▸ Aim of the task: Copy the entries exactly, leaving out nothing.

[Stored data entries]
=-=-=

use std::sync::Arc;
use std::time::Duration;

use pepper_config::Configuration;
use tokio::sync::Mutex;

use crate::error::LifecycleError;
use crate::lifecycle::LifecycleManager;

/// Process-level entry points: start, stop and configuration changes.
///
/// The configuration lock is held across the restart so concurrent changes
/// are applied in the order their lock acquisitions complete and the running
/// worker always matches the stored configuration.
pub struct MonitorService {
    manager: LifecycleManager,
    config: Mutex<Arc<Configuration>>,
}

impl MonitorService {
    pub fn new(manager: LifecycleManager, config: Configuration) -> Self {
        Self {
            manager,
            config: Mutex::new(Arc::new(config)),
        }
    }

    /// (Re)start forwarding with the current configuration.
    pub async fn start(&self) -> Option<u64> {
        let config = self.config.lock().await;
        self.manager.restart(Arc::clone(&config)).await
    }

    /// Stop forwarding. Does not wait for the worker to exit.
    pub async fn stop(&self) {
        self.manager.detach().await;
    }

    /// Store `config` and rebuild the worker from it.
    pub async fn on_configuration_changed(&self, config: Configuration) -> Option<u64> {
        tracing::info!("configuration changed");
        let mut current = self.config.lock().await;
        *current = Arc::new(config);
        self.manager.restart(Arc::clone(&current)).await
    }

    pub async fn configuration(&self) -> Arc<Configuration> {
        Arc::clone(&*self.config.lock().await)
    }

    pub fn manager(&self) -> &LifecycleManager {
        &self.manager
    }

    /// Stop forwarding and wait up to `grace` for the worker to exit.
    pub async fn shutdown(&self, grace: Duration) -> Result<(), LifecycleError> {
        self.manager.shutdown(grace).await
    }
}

=-=-=

▸ Solved problem:
use std::sync::Arc;
use std::time::Duration;

use pepper_config::Configuration;
use tokio::sync::Mutex;

use crate::error::LifecycleError;
use crate::lifecycle::LifecycleManager;

/// Process-level entry points: start, stop and configuration changes.
///
/// The configuration lock is held across the restart so concurrent changes
/// are applied in the order their lock acquisitions complete and the running
/// worker always matches the stored configuration.
pub struct MonitorService {
    manager: LifecycleManager,
    config: Mutex<Arc<Configuration>>,
}

impl MonitorService {
    pub fn new(manager: LifecycleManager, config: Configuration) -> Self {
        Self {
            manager,
            config: Mutex::new(Arc::new(config)),
        }
    }

    /// (Re)start forwarding with the current configuration.
    pub async fn start(&self) -> Option<u64> {
        let config = self.config.lock().await;
        self.manager.restart(Arc::clone(&config)).await
    }

    /// Stop forwarding. Does not wait for the worker to exit.
    pub async fn stop(&self) {
        self.manager.detach().await;
    }

    /// Store `config` and rebuild the worker from it.
    pub async fn on_configuration_changed(&self, config: Configuration) -> Option<u64> {
        tracing::info!("configuration changed");
        let mut current = self.config.lock().await;
        *current = Arc::new(config);
        self.manager.restart(Arc::clone(&current)).await
    }

    pub async fn configuration(&self) -> Arc<Configuration> {
        Arc::clone(&*self.config.lock().await)
    }

    pub fn manager(&self) -> &LifecycleManager {
        &self.manager
    }

    /// Stop forwarding and wait up to `grace` for the worker to exit.
    pub async fn shutdown(&self, grace: Duration) -> Result<(), LifecycleError> {
        self.manager.shutdown(grace).await
    }
}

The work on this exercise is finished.